Tandis qu’il voguait sur la Belle-Assise, un grand navire armé par MM. de Rothschild et ayant pour capitaine M. Erussart, un marin renommé, Marie-Adrien avait vaguement évoqué les problèmes économiques avec deux gros négociants de La Nouvelle-Orléans qui, comme lui, revenaient de Paris. Ce genre de conversation l’ennuyait prodigieusement, car il ne parvenait pas à s’intéresser aux affaires. Sujet à des migraines de plus en plus fréquentes, il était incapable de fixer son attention sur ces thèmes. Le développement des chemins de fer, la nécessité de construire des manufactures textiles pour diminuer la dépendance du Sud par rapport au Nord, comparer des engrais ou des races bovines lui paraissait aussi futile que de commenter l’hypocrisie des armateurs yankees, lesquels, tout en se déclarant hostiles à l’esclavage, vivaient tout de même indirectement du travail des esclaves, puisque le Sud fournissait à l’Union les trois quarts des produits qu’elle exportait et ne possédait qu’un septième du tonnage commercial américain.

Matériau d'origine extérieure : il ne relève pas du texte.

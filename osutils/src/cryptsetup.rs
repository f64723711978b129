//! Thin wrapper around the `cryptsetup` command line tool for the LUKS2
//! operations the key manager performs. Key material is fed over stdin or
//! inherited pipes and never touches the filesystem.

use std::{
    collections::BTreeMap,
    io::Write,
    os::fd::{AsRawFd, FromRawFd, OwnedFd},
    path::Path,
    process::Command,
};

use anyhow::{Context, Error};
use serde::Deserialize;

use crate::exe::RunAndCheck;

/// Cipher specification string for the LUKS2 data segment.
pub const CIPHER: &str = "aes-xts-plain64";

/// Key size in bits, limited by the cipher specification.
pub const KEY_SIZE: &str = "512";

/// Bound on the LUKS2 metadata area.
const METADATA_SIZE: &str = "2048k";

/// Bound on the LUKS2 keyslots area.
const KEYSLOTS_SIZE: &str = "2560k";

/// Options for formatting a new LUKS2 container.
#[derive(Debug, Clone, Default)]
pub struct FormatOpts {
    /// Format for an inline-crypto-engine capable device (4k sectors).
    pub inline_crypto_engine: bool,
}

/// Subset of `cryptsetup luksDump --dump-json-metadata` output the key
/// manager consumes. Token and keyslot payloads stay opaque here; callers
/// interpret them.
#[derive(Debug, Clone, Deserialize)]
pub struct Luks2Header {
    #[serde(default)]
    pub tokens: BTreeMap<String, serde_json::Value>,
    #[serde(default)]
    pub keyslots: BTreeMap<String, serde_json::Value>,
}

/// Returns a `/proc/self/fd` path under which the child process can read
/// the inherited descriptor.
fn fd_path(fd: &OwnedFd) -> String {
    format!("/proc/self/fd/{}", fd.as_raw_fd())
}

/// Builds an inherited pipe pre-filled with `data`. The write end is closed
/// before the child runs, so reads terminate. Key material fits well below
/// the pipe buffer, so the fill never blocks.
fn key_pipe(data: &[u8]) -> Result<OwnedFd, Error> {
    let mut fds = [0 as libc::c_int; 2];
    // SAFETY: fds points at two ints the call fills in.
    if unsafe { libc::pipe(fds.as_mut_ptr()) } != 0 {
        return Err(std::io::Error::last_os_error()).context("Failed to create key pipe");
    }
    // SAFETY: both descriptors are freshly created and owned only here.
    let (read_end, write_end) =
        unsafe { (OwnedFd::from_raw_fd(fds[0]), OwnedFd::from_raw_fd(fds[1])) };

    let mut writer = std::fs::File::from(write_end);
    writer.write_all(data).context("Failed to fill key pipe")?;
    Ok(read_end)
}

/// Formats `device` as a LUKS2 container with bounded metadata and keyslot
/// areas, labeling it and binding the initial keyslot to `key`. The KDF
/// runs with fixed minimal cost because the input key is already
/// high-entropy.
pub fn format(device: impl AsRef<Path>, label: &str, key: &[u8], opts: &FormatOpts) -> Result<(), Error> {
    let mut cmd = Command::new("cryptsetup");
    cmd.arg("luksFormat")
        .arg("--type")
        .arg("luks2")
        .arg("--batch-mode")
        .arg("--key-file")
        .arg("-")
        .arg("--cipher")
        .arg(CIPHER)
        .arg("--key-size")
        .arg(KEY_SIZE)
        .arg("--label")
        .arg(label)
        .arg("--pbkdf")
        .arg("argon2i")
        .arg("--pbkdf-force-iterations")
        .arg("4")
        .arg("--pbkdf-memory")
        .arg("32")
        .arg("--luks2-metadata-size")
        .arg(METADATA_SIZE)
        .arg("--luks2-keyslots-size")
        .arg(KEYSLOTS_SIZE);

    if opts.inline_crypto_engine {
        cmd.arg("--sector-size").arg("4096");
    }

    cmd.arg(device.as_ref());
    cmd.input_and_check(key).context(format!(
        "Failed to format '{}' as LUKS2",
        device.as_ref().display()
    ))?;
    Ok(())
}

/// Adds `new_key` to the container, authorized by `existing_key`. The new
/// keyslot also uses minimal KDF cost. When `slot` is given the keyslot
/// number is forced, which fails if the slot is occupied.
pub fn add_key(
    device: impl AsRef<Path>,
    existing_key: &[u8],
    new_key: &[u8],
    slot: Option<u32>,
) -> Result<(), Error> {
    let new_key_fd = key_pipe(new_key)?;

    let mut cmd = Command::new("cryptsetup");
    cmd.arg("luksAddKey")
        .arg("--batch-mode")
        .arg("--key-file")
        .arg("-")
        .arg("--pbkdf")
        .arg("argon2i")
        .arg("--pbkdf-force-iterations")
        .arg("4")
        .arg("--pbkdf-memory")
        .arg("32");

    if let Some(slot) = slot {
        cmd.arg("--key-slot").arg(slot.to_string());
    }

    cmd.arg(device.as_ref()).arg(fd_path(&new_key_fd));
    cmd.input_and_check(existing_key).context(format!(
        "Failed to add key to '{}'",
        device.as_ref().display()
    ))?;
    Ok(())
}

/// Destroys the given keyslot. Runs in batch mode, so no authorization is
/// required; callers gate access.
pub fn kill_slot(device: impl AsRef<Path>, slot: u32) -> Result<(), Error> {
    Command::new("cryptsetup")
        .arg("luksKillSlot")
        .arg("--batch-mode")
        .arg(device.as_ref())
        .arg(slot.to_string())
        .run_and_check()
        .context(format!(
            "Failed to kill keyslot {} of '{}'",
            slot,
            device.as_ref().display()
        ))
}

/// Tests that `key` opens a keyslot of the container without activating
/// anything. With `slot` the test is pinned to that keyslot.
pub fn verify_key(device: impl AsRef<Path>, key: &[u8], slot: Option<u32>) -> Result<(), Error> {
    let mut cmd = Command::new("cryptsetup");
    cmd.arg("open")
        .arg("--test-passphrase")
        .arg("--key-file")
        .arg("-");
    if let Some(slot) = slot {
        cmd.arg("--key-slot").arg(slot.to_string());
    }
    cmd.arg(device.as_ref());
    cmd.input_and_check(key).map(|_| ()).context(format!(
        "Key does not open any keyslot of '{}'",
        device.as_ref().display()
    ))
}

/// Imports a token JSON document. With `token_id` the existing token at
/// that id is replaced.
pub fn import_token(
    device: impl AsRef<Path>,
    token_json: &[u8],
    token_id: Option<u32>,
) -> Result<(), Error> {
    let mut cmd = Command::new("cryptsetup");
    cmd.arg("token").arg("import");
    if let Some(id) = token_id {
        cmd.arg("--token-id").arg(id.to_string());
        cmd.arg("--token-replace");
    }
    cmd.arg(device.as_ref());
    cmd.input_and_check(token_json).context(format!(
        "Failed to import token into '{}'",
        device.as_ref().display()
    ))?;
    Ok(())
}

/// Exports the token JSON document at `token_id`.
pub fn export_token(device: impl AsRef<Path>, token_id: u32) -> Result<String, Error> {
    Command::new("cryptsetup")
        .arg("token")
        .arg("export")
        .arg("--token-id")
        .arg(token_id.to_string())
        .arg(device.as_ref())
        .output_and_check()
        .context(format!(
            "Failed to export token {} from '{}'",
            token_id,
            device.as_ref().display()
        ))
}

/// Removes the token at `token_id`.
pub fn remove_token(device: impl AsRef<Path>, token_id: u32) -> Result<(), Error> {
    Command::new("cryptsetup")
        .arg("token")
        .arg("remove")
        .arg("--token-id")
        .arg(token_id.to_string())
        .arg(device.as_ref())
        .run_and_check()
        .context(format!(
            "Failed to remove token {} from '{}'",
            token_id,
            device.as_ref().display()
        ))
}

/// Dumps the LUKS2 header metadata as JSON.
pub fn dump_header(device: impl AsRef<Path>) -> Result<Luks2Header, Error> {
    let json = Command::new("cryptsetup")
        .arg("luksDump")
        .arg("--dump-json-metadata")
        .arg(device.as_ref())
        .output_and_check()
        .context(format!(
            "Failed to dump LUKS2 metadata of '{}'",
            device.as_ref().display()
        ))?;

    serde_json::from_str(&json).context(format!(
        "Malformed LUKS2 metadata dump for '{}'",
        device.as_ref().display()
    ))
}

/// Returns true when the device carries a LUKS2 superblock.
pub fn is_luks2(device: impl AsRef<Path>) -> bool {
    Command::new("cryptsetup")
        .arg("isLuks")
        .arg("--type")
        .arg("luks2")
        .arg(device.as_ref())
        .run_and_check()
        .is_ok()
}

/// Activates the container under the given device-mapper name.
pub fn open(device: impl AsRef<Path>, name: &str, key: &[u8]) -> Result<(), Error> {
    Command::new("cryptsetup")
        .arg("open")
        .arg("--type")
        .arg("luks2")
        .arg("--key-file")
        .arg("-")
        .arg(device.as_ref())
        .arg(name)
        .input_and_check(key)
        .map(|_| ())
        .context(format!(
            "Failed to open '{}' as '{}'",
            device.as_ref().display(),
            name
        ))
}

/// Deactivates a previously opened container.
pub fn close(name: &str) -> Result<(), Error> {
    Command::new("cryptsetup")
        .arg("close")
        .arg(name)
        .run_and_check()
        .context(format!("Failed to close device-mapper volume '{}'", name))
}

#[cfg(test)]
mod tests {
    use super::*;

    #[test]
    fn test_key_pipe_readable_via_fd_path() {
        let fd = key_pipe(b"pipe-payload").unwrap();
        let data = std::fs::read(fd_path(&fd)).unwrap();
        assert_eq!(data, b"pipe-payload");
    }

    #[test]
    fn test_dump_header_parses_minimal_metadata() {
        let header: Luks2Header = serde_json::from_str(
            r#"{
                "keyslots": {"0": {"type": "luks2"}},
                "tokens": {"2": {"type": "ubuntu-fde", "keyslots": ["0"]}},
                "segments": {}
            }"#,
        )
        .unwrap();
        assert_eq!(header.keyslots.len(), 1);
        assert_eq!(header.tokens["2"]["type"], "ubuntu-fde");
    }
}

De la même façon, Marie-Adrien envisageait sans plaisir le jour prochain où il lui faudrait prendre en main les destinées de Bagatelle. Il avait déjà décidé de laisser à Dandrige, excellent intendant, toutes ses prérogatives afin de pouvoir se consacrer à des activités qui l’enthousiasmaient davantage que la culture du coton ou de la canne à sucre. D’ailleurs, le grand projet qu’il avait de construire une nouvelle demeure, dont il rapportait les plans dans ses bagages, l’occuperait pendant au moins deux ans. Sa mère et les autres devraient le comprendre et l’admettre. Ayant une fortune, il entendait en user pour bâtir un manoir, qu’il remplirait d’œuvres d’art et de meubles précieux, et dont le luxe éclipserait tout ce qu’on pouvait voir en Louisiane, y compris Oaklawn Manor, sorte d’immense temple grec construit en 1800 par Dunleith, à Franklin, pour Alexander Porter, un immigré irlandais. Il laisserait Bagatelle à sa mère et à ses sœurs. Les palais romains, vénitiens et florentins paraissaient autrement nobles et élégants que ces grandes maisons de bois où les planteurs croyaient indispensable de vivre dans les meubles de leurs pères, au milieu d’une bimbeloterie disparate, plus abondante que précieuse. Ses bagages contenaient déjà quelques objets rares découverts chez les antiquaires : une pendule Louis XVI, notamment, au timbre de cristal, au cadran-balancier suspendu entre les cornes d’une lyre de bronze doré et sculpté ; un service de verres, soufflé spécialement pour lui à Murano ; des assiettes de Sèvres d’une redoutable fragilité ; une paire de vases en lapis-lazuli, commandés autrefois à Bernardo Buontalenti par un Médicis.

Ses meubles, en cours de fabrication chez un ébéniste de Londres, seraient confectionnés avec du bois de citronnier, dont la chaude blondeur ferait oublier à Marie-Adrien l’acajou sombre et lustré que les Louisianais semblaient préférer aux autres essences.